February 6 down the years
The greatest conversion since St. Paul
Peter Wheeler scrambles for the ball during England's defeat to Ireland on this day in 1982 © Getty Images

John Taylor's last-minute conversion gave Wales a 19-18 win against Scotland in an epic match at Murrayfield. The lead changed hands seven times during a brilliant game, but the pendulum swung decisively in Wales' favour only after Taylor's effort. Gerald Davies had squeezed over in the corner for a try to make the score 18-17, and the kicking duties fell to openside Taylor, who had already scored one of four tries. With one walloping swing of his left boot he bisected the uprights, leading BBC Wales commentator Alun Williams to christen it as 'the greatest conversion since St. Paul'.

A rousing Gerry McLoughlin try, converted from the touchline by Ollie Campbell, gave Ireland a famous 16-15 win against England at Twickenham. It was more one-sided than the scoreline suggested - a Mike Slemen try, converted by Marcus Rose's conversion, flattered England. It was Steve Smith's first match as captain after Bill Beaumont withdrew after sustaining a neck injury the previous weekend; within days he had announced his retirement on medical grounds.

John Leslie's try from the kick-off for Scotland against Wales at Murrayfield was the fastest scored in Test history - timed at nine seconds from the start. After a flying start, Scott Murray, Alan Tait and Gregor Townsend all scored for a 33-20 victory to kick off Scotland's charge to the title.

The Wales-Scotland match at Swansea was marred by ugly scenes when the English referee was attacked and knocked down by spectators angered by some of his decisions. The 12,000 fans saw Scotland win 7-2 thanks to a try on debut from threequarter George Campbell and a conversion and try from forward John Boswell.

England skipper Mike Harrison was subjected to football-style pillaring in the press - one headlined "Captain Bungle" - after a missed tackle let in Adrian Hadley as Wales beat England 11-3 at Twickenham, England's third straight loss and the third game in which they had failed to score a try. The press got their wish as Harrison was dropped - he never played for England again - and replaced by Nigel Melville.
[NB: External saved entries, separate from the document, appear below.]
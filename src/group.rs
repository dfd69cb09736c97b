//! 延迟组存储模块 (Delay Group Store Module)
//!
//! 延迟合并器的核心：目标触发时刻相近的延迟请求共享一个底层平台定时器。
//! 相似度判定使用对称的、尺度不变的比率
//! `(offset + delay) / |offset + (group_target - now)|`，落在配置的边界内即
//! 加入既有组；偏移量避免了零延迟请求附近的除法不稳定。这是在触发精度和
//! 合并率之间的启发式权衡，不提供更强的保证。
//! (The heart of the delay coalescer: delay requests with similar target fire
//! times share one underlying platform timer. The similarity test uses the
//! symmetric, scale-invariant ratio
//! `(offset + delay) / |offset + (group_target - now)|`; a value inside the
//! configured bounds joins an existing group. The offset avoids division
//! instability near zero-delay requests. This is a heuristic trade-off between
//! firing-time fidelity and coalescing rate; no stronger guarantee is made)

use crate::callback::{run_isolated, CallbackWrapper};
use crate::clock::{PlatformClock, PlatformTimerId, TimerFire};
use crate::config::GroupingConfig;
use crate::diag::{DelayGroupSnapshot, DiagCounters};
use crate::handle::{HandleCodec, ScheduleHandle};
use parking_lot::Mutex;
use rustc_hash::FxHashMap;
use smallvec::SmallVec;
use std::sync::atomic::{AtomicU64, Ordering};
use std::sync::Arc;
use std::time::{Duration, Instant};

/// 槽位序列。大多数组只容纳 0-4 个回调，内联存储避免堆分配。
/// (Slot sequence. Most groups hold 0-4 callbacks; inline storage avoids heap
/// allocation)
pub(crate) type SlotVec = SmallVec<[Option<CallbackWrapper>; 4]>;

/// 一个共享底层定时器的回调组
/// (A group of callbacks sharing one underlying timer)
///
/// 不变式：`live` 等于非空槽位数；`platform_id` 从创建到组销毁为止有效。
/// (Invariants: `live` equals the count of non-null slots; `platform_id` is
/// valid from creation until the group is destroyed)
struct DelayGroup {
    /// 组的目标触发时刻 (The group's target fire time)
    target: Instant,
    /// 槽位按插入顺序排列；取消只置空，从不移除，保持索引稳定
    /// (Slots in insertion order; cancellation nulls, never removes, keeping
    /// indices stable)
    slots: SlotVec,
    live: usize,
    platform_id: PlatformTimerId,
}

/// 延迟组存储 (Delay Group Store)
///
/// 从底层定时器 id 到组记录的映射，加上分组准入策略和组生命周期管理。
/// (Mapping from underlying timer id to group record, plus the grouping
/// admission policy and group lifecycle)
#[derive(Clone)]
pub(crate) struct DelayGroupStore {
    clock: Arc<dyn PlatformClock>,
    config: GroupingConfig,
    codec: HandleCodec,
    counters: Arc<DiagCounters>,
    groups: Arc<Mutex<FxHashMap<u64, DelayGroup>>>,
}

impl DelayGroupStore {
    pub(crate) fn new(
        clock: Arc<dyn PlatformClock>,
        config: GroupingConfig,
        counters: Arc<DiagCounters>,
    ) -> Self {
        let codec = HandleCodec::new(config.group_capacity);
        Self {
            clock,
            config,
            codec,
            counters,
            groups: Arc::new(Mutex::new(FxHashMap::default())),
        }
    }

    /// 调度一个延迟回调，返回可用于取消的句柄
    /// (Schedule a delayed callback, returning a handle usable for cancellation)
    ///
    /// 扫描所有待触发的组；找到足够接近且未满的组则追加为新槽位（不注册新的
    /// 平台定时器），否则创建新组并注册一个平台定时器，其 id 即组标识符。
    /// (Scans all pending groups; a close-enough, non-full group gets the
    /// callback appended as a new slot with no new platform timer, otherwise a
    /// new group is created and one platform timer registered, its id serving
    /// as the group identifier)
    pub(crate) fn schedule(&self, callback: CallbackWrapper, delay: Duration) -> ScheduleHandle {
        self.counters.record_schedule_call();

        let now = self.clock.now();
        let delay_ms = delay.as_millis() as f64;
        let offset_ms = self.config.ratio_offset_ms as f64;

        let mut groups = self.groups.lock();

        let mut scanned = 0u64;
        let mut joined = None;
        for (&group_id, group) in groups.iter() {
            scanned += 1;
            // 已满的组停止接纳，槽位索引因此永远不会溢出编码区间
            // (A full group stops admitting, so slot indices never overflow the
            // encoded range)
            if group.slots.len() as u64 >= self.codec.capacity() {
                continue;
            }
            let group_left_ms = signed_millis_between(group.target, now);
            let ratio = (offset_ms + delay_ms) / (offset_ms + group_left_ms).abs();
            if ratio > self.config.delay_ratio_lower && ratio < self.config.delay_ratio_upper {
                joined = Some(group_id);
                break;
            }
        }
        self.counters.record_groups_scanned(scanned);

        if let Some(group_id) = joined {
            if let Some(group) = groups.get_mut(&group_id) {
                let slot = group.slots.len();
                group.slots.push(Some(callback));
                group.live += 1;
                self.counters.record_coalesced();
                tracing::trace!(group = group_id, slot, "joined existing delay group");
                return self.codec.encode(group_id, slot);
            }
        }

        // 新组：触发闭包通过 id 单元格找到自己的组；在持有存储锁的情况下注册
        // 定时器，使零延迟触发也必须等到组插入完成
        // (New group: the fire closure finds its own group through the id cell;
        // the timer is registered while the store lock is held, so even a
        // zero-delay fire must wait for the group insert to complete)
        let id_cell = Arc::new(AtomicU64::new(0));
        let fire = self.group_fire(Arc::clone(&id_cell));
        let platform_id = self.clock.start_timer(delay, fire);
        id_cell.store(platform_id.as_u64(), Ordering::Release);

        let mut slots = SlotVec::new();
        slots.push(Some(callback));
        groups.insert(
            platform_id.as_u64(),
            DelayGroup {
                target: now + delay,
                slots,
                live: 1,
                platform_id,
            },
        );
        self.counters.record_platform_registration();
        tracing::trace!(group = platform_id.as_u64(), delay_ms, "created delay group");

        self.codec.encode(platform_id.as_u64(), 0)
    }

    /// 取消一个槽位 (Cancel one slot)
    ///
    /// 对过期句柄（组已消失、槽位越界、槽位已空）静默无操作并返回 false；
    /// 组的存活计数归零时取消底层平台定时器并提前销毁组。
    /// (Silently no-ops, returning false, on stale handles — group gone, slot
    /// out of range, slot already null. When the group's live count reaches
    /// zero the underlying platform timer is cancelled and the group destroyed
    /// early)
    pub(crate) fn cancel(&self, handle: ScheduleHandle) -> bool {
        let (group_id, slot) = self.codec.decode(handle);

        let emptied = {
            let mut groups = self.groups.lock();
            let Some(group) = groups.get_mut(&group_id) else {
                return false;
            };
            match group.slots.get_mut(slot) {
                Some(entry) if entry.is_some() => *entry = None,
                _ => return false,
            }
            group.live -= 1;
            self.counters.record_cancel();

            if group.live == 0 {
                let platform_id = group.platform_id;
                groups.remove(&group_id);
                Some(platform_id)
            } else {
                None
            }
        };

        if let Some(platform_id) = emptied {
            self.clock.cancel_timer(platform_id);
            tracing::trace!(group = group_id, "delay group emptied by cancellation");
        }
        true
    }

    /// 当前打开的组数量 (Number of currently open groups)
    pub(crate) fn open_groups(&self) -> usize {
        self.groups.lock().len()
    }

    /// 所有打开的组的可序列化快照，按组 id 排序
    /// (Serializable snapshot of all open groups, ordered by group id)
    pub(crate) fn snapshot(&self) -> Vec<DelayGroupSnapshot> {
        let now = self.clock.now();
        let groups = self.groups.lock();
        let mut snapshots: Vec<DelayGroupSnapshot> = groups
            .iter()
            .map(|(&group_id, group)| DelayGroupSnapshot {
                group: group_id,
                fires_in_ms: signed_millis_between(group.target, now) as i64,
                slots: group.slots.len(),
                live: group.live,
            })
            .collect();
        snapshots.sort_by_key(|snapshot| snapshot.group);
        snapshots
    }

    /// 构造组的平台触发闭包 (Build the group's platform fire closure)
    ///
    /// 先从存储移除整个组，再按槽位升序执行所有非空回调：触发期间重入的
    /// schedule 调用只会观察到一致的存储（该组已不存在）。可观测的推论：
    /// 回调在同一次触发中取消兄弟句柄是无操作（返回 false），该兄弟回调
    /// 仍会执行——槽位在移除时已捕获，不再被置空。
    /// (Removes the whole group from the store first, then runs every non-null
    /// callback in ascending slot order: reentrant schedule calls during the
    /// firing observe a consistent store with this group already gone. An
    /// observable corollary: a callback cancelling a sibling handle within the
    /// same firing is a no-op, returning false, and that sibling still runs,
    /// because the slots were captured at removal and can no longer be nulled)
    fn group_fire(&self, id_cell: Arc<AtomicU64>) -> TimerFire {
        let groups = Arc::clone(&self.groups);
        let counters = Arc::clone(&self.counters);
        Box::new(move || {
            Box::pin(async move {
                // id 在 schedule 持有存储锁期间写入；必须先取锁再读 id，
                // 取锁才能保证读到注册后的值
                // (The id is stored while schedule holds the store lock; the
                // lock must be taken before the id is read, since only the
                // lock acquisition guarantees the post-registration value is
                // seen)
                let (group_id, group) = {
                    let mut groups = groups.lock();
                    let group_id = id_cell.load(Ordering::Acquire);
                    (group_id, groups.remove(&group_id))
                };
                let Some(group) = group else {
                    return;
                };
                tracing::trace!(group = group_id, live = group.live, "delay group firing");
                for callback in group.slots.into_iter().flatten() {
                    if !run_isolated(&callback).await {
                        counters.record_callback_failure();
                    }
                }
            })
        })
    }
}

/// 有符号的毫秒距离，`target` 已过期时为负
/// (Signed millisecond distance, negative when `target` has passed)
fn signed_millis_between(target: Instant, now: Instant) -> f64 {
    match target.checked_duration_since(now) {
        Some(until) => until.as_millis() as f64,
        None => -(now.duration_since(target).as_millis() as f64),
    }
}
Newport supplied the entire Welsh back-row for the Five Nations match with Scotland. Brian Cresswell, Glyn Davidge and Geoff Whitson aid Wales in an 8-0 win at Cardiff. Wing Dewi Bebb scored their try in an 8-0 win, with fullback Norman Morgan kicking a conversion and penalty.

Norman Gale's late try gave Wales a 14-12 triumph in a pulsating game against Scotland at Murrayfield to keep alive hopes of a first Welsh Triple Crown for 13 years. Wales eventually won the title and the Triple Crown, but missed out on the Grand Slam after losing their final game to France in Paris.

Wales's Gwyn Evans became the first player to land six penalty goals in a Five Nations match. France, the repeat offenders, were beaten 22-12 in Cardiff. Terry Holmes scored the Welsh try, while the legendary Serge Blanco, playing on the wing, scored one in vain for France.

Ieuan Evans's try, the only one of the match, brought Wales an unexpected 10-9 victory over Grand Slam champions England in Cardiff. It was the first time that the new five-point try has a decisive effect on the outcome of a Test.